Higashiyama: “We introduced the system after a period to prepare the environment and create the tools over approximately eight months. We named it the Real-time Priority Task Order System. Workers became able to perform tasks in order with no waste without hesitation in making decisions by gathering into one place orders that were previously issued individually from each piece of equipment. In particular, labor and equipment efficiency increased and production volume increased by improving the assembly handling numbers of new workers and by eliminating variations in production by workers. Furthermore, it freed workers from pressure, and motivation on-site also increased.”

Display screen of the Real-time Priority Task Order System: the system automatically decides and displays the task that should be prioritized the highest at the time from a countless number of task order combinations.

Myounai: “The workers told us the system made their tasks easier and their mental state more relaxed by it automatically deciding the priority of tasks that they previously had to determine while going around the equipment.
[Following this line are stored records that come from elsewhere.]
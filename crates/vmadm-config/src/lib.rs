// This Source Code Form is subject to the terms of the Mozilla Public
// License, v. 2.0. If a copy of the MPL was not distributed with this
// file, You can obtain one at https://mozilla.org/MPL/2.0/.

use std::path::Path;
use std::str::FromStr;
use std::time::Duration;

use serde_derive::{Deserialize, Serialize};
use thiserror::Error;

/// Configuration for the vmadm engine.
///
/// Every section is optional in the TOML source; omitted sections and keys
/// take the defaults documented on each field.
#[derive(Clone, Default, Serialize, Deserialize, Debug, PartialEq)]
pub struct Config {
    #[serde(default)]
    pub sizing: Sizing,

    #[serde(default)]
    pub settle: Settle,

    #[serde(default)]
    pub policy: Policy,

    #[serde(default)]
    pub bundle: Bundle,

    #[serde(default)]
    pub log: Log,
}

/// Memory sizing defaults.
#[derive(Clone, Serialize, Deserialize, Debug, PartialEq, Eq)]
pub struct Sizing {
    /// The smallest `max_swap` (MiB) a VM is ever given.
    #[serde(default = "default_min_swap_mib")]
    pub min_swap_mib: u64,
}

impl Default for Sizing {
    fn default() -> Self {
        Self { min_swap_mib: default_min_swap_mib() }
    }
}

fn default_min_swap_mib() -> u64 {
    256
}

/// How long, and how often, to wait for a VM to reach a settled state.
#[derive(Clone, Serialize, Deserialize, Debug, PartialEq, Eq)]
pub struct Settle {
    #[serde(default = "default_poll_interval_ms")]
    pub poll_interval_ms: u64,

    /// Upper bound on the total time spent polling.
    #[serde(default = "default_max_wait_ms")]
    pub max_wait_ms: u64,
}

impl Settle {
    pub fn poll_interval(&self) -> Duration {
        Duration::from_millis(self.poll_interval_ms)
    }

    pub fn max_wait(&self) -> Duration {
        Duration::from_millis(self.max_wait_ms)
    }
}

impl Default for Settle {
    fn default() -> Self {
        Self {
            poll_interval_ms: default_poll_interval_ms(),
            max_wait_ms: default_max_wait_ms(),
        }
    }
}

fn default_poll_interval_ms() -> u64 {
    5_000
}

fn default_max_wait_ms() -> u64 {
    120_000
}

/// Knobs that decide how tolerant updates are of questionable input.
///
/// The defaults reproduce the historical behavior: brand-restricted fields
/// and removals of absent NICs are dropped and reported rather than failing
/// the request, and a NIC may carry only a single address.
#[derive(Clone, Default, Serialize, Deserialize, Debug, PartialEq, Eq)]
pub struct Policy {
    /// Fail updates that set a field the VM's brand does not accept.
    #[serde(default)]
    pub strict_brand_fields: bool,

    /// Fail updates that remove a NIC the VM does not have.
    #[serde(default)]
    pub strict_nic_removal: bool,

    /// Accept comma-separated address lists in a NIC's `ip`.
    #[serde(default)]
    pub allow_ip_lists: bool,
}

/// Bundle encoding parameters.
#[derive(Clone, Serialize, Deserialize, Debug, PartialEq, Eq)]
pub struct Bundle {
    /// Largest storage-extent chunk carried in a single frame, in bytes.
    #[serde(default = "default_chunk_size")]
    pub extent_chunk_size: usize,
}

impl Default for Bundle {
    fn default() -> Self {
        Self { extent_chunk_size: default_chunk_size() }
    }
}

fn default_chunk_size() -> usize {
    1024 * 1024
}

/// Where log records go.
#[derive(Clone, Copy, Serialize, Deserialize, Debug, PartialEq, Eq, Default)]
#[serde(rename_all = "snake_case")]
pub enum LogFormat {
    /// Human-readable output on a terminal, bunyan JSON otherwise.
    #[default]
    Auto,
    Terminal,
    Bunyan,
}

#[derive(Clone, Serialize, Deserialize, Debug, PartialEq, Eq)]
pub struct Log {
    #[serde(default = "default_log_level")]
    pub level: String,

    #[serde(default)]
    pub format: LogFormat,
}

impl Log {
    pub fn level(&self) -> Result<slog::Level, ParseError> {
        slog::Level::from_str(&self.level)
            .map_err(|_| ParseError::InvalidLogLevel(self.level.clone()))
    }
}

impl Default for Log {
    fn default() -> Self {
        Self { level: default_log_level(), format: LogFormat::default() }
    }
}

fn default_log_level() -> String {
    "info".to_string()
}

/// Errors which may be returned when parsing the configuration.
#[derive(Error, Debug)]
pub enum ParseError {
    #[error("Cannot parse toml: {0}")]
    Toml(#[from] toml::de::Error),

    #[error("IO error: {0}")]
    Io(#[from] std::io::Error),

    #[error("Invalid log level {0:?}")]
    InvalidLogLevel(String),

    #[error("Invalid value for {0}: {1}")]
    InvalidValue(&'static str, String),
}

impl Config {
    /// Checks the cross-field constraints serde cannot express.
    pub fn validate(&self) -> Result<(), ParseError> {
        if self.settle.poll_interval_ms == 0 {
            return Err(ParseError::InvalidValue(
                "settle.poll_interval_ms",
                "must be non-zero".to_string(),
            ));
        }
        if self.settle.max_wait_ms < self.settle.poll_interval_ms {
            return Err(ParseError::InvalidValue(
                "settle.max_wait_ms",
                format!(
                    "{} is shorter than the poll interval ({})",
                    self.settle.max_wait_ms, self.settle.poll_interval_ms
                ),
            ));
        }
        if self.bundle.extent_chunk_size == 0 {
            return Err(ParseError::InvalidValue(
                "bundle.extent_chunk_size",
                "must be non-zero".to_string(),
            ));
        }
        self.log.level()?;
        Ok(())
    }
}

impl FromStr for Config {
    type Err = ParseError;

    fn from_str(s: &str) -> Result<Self, Self::Err> {
        let cfg = toml::from_str::<Config>(s)?;
        cfg.validate()?;
        Ok(cfg)
    }
}

/// Parses a TOML file into a configuration object.
pub fn parse<P: AsRef<Path>>(path: P) -> Result<Config, ParseError> {
    let contents = std::fs::read_to_string(path.as_ref())?;
    Config::from_str(&contents)
}

#[cfg(test)]
mod tests {
    use super::*;
    use std::io::Write;

    #[test]
    fn config_can_be_serialized_as_toml() {
        let dummy_config = Config {
            policy: Policy { allow_ip_lists: true, ..Default::default() },
            ..Default::default()
        };
        let serialized = toml::ser::to_string(&dummy_config).unwrap();
        let deserialized: Config = toml::de::from_str(&serialized).unwrap();
        assert_eq!(dummy_config, deserialized);
    }

    #[test]
    fn empty_config_uses_defaults() {
        let cfg = Config::from_str("").unwrap();
        assert_eq!(cfg.sizing.min_swap_mib, 256);
        assert_eq!(cfg.settle.poll_interval(), Duration::from_secs(5));
        assert_eq!(cfg.settle.max_wait(), Duration::from_secs(120));
        assert!(!cfg.policy.strict_brand_fields);
        assert!(!cfg.policy.strict_nic_removal);
        assert!(!cfg.policy.allow_ip_lists);
        assert_eq!(cfg.log.level().unwrap(), slog::Level::Info);
    }

    #[test]
    fn partial_sections_keep_other_defaults() {
        let cfg = Config::from_str(
            r#"
            [sizing]
            min_swap_mib = 512

            [settle]
            poll_interval_ms = 250

            [log]
            level = "debug"
            format = "bunyan"
            "#,
        )
        .unwrap();
        assert_eq!(cfg.sizing.min_swap_mib, 512);
        assert_eq!(cfg.settle.poll_interval_ms, 250);
        assert_eq!(cfg.settle.max_wait_ms, 120_000);
        assert_eq!(cfg.log.level().unwrap(), slog::Level::Debug);
        assert_eq!(cfg.log.format, LogFormat::Bunyan);
    }

    #[test]
    fn rejects_inconsistent_settle_window() {
        let err = Config::from_str(
            r#"
            [settle]
            poll_interval_ms = 1000
            max_wait_ms = 10
            "#,
        )
        .unwrap_err();
        assert!(matches!(err, ParseError::InvalidValue("settle.max_wait_ms", _)));
    }

    #[test]
    fn rejects_unknown_log_level() {
        let err = Config::from_str("[log]\nlevel = \"chatty\"\n").unwrap_err();
        assert!(matches!(err, ParseError::InvalidLogLevel(_)));
    }

    #[test]
    fn parses_from_file() {
        let mut file = tempfile::NamedTempFile::new().unwrap();
        writeln!(file, "[policy]\nstrict_nic_removal = true").unwrap();
        let cfg = parse(file.path()).unwrap();
        assert!(cfg.policy.strict_nic_removal);
    }
}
I really felt the positive response when hearing comments like that.”

Reducing the burden on workers by performing tasks according to the orders of the system

The conversion of Iwate Murata Manufacturing into a smart factory, which started with all manufacturing and maintenance staff working together based on an awareness to make improvements built up on a daily basis, solved the issue of achieving assembly handling number targets. Above all, it can be said that giving mental leeway to workers and contributing to an increase in motivation and an improvement in the working environment are the intangible results brought about by the conversion into a smart factory.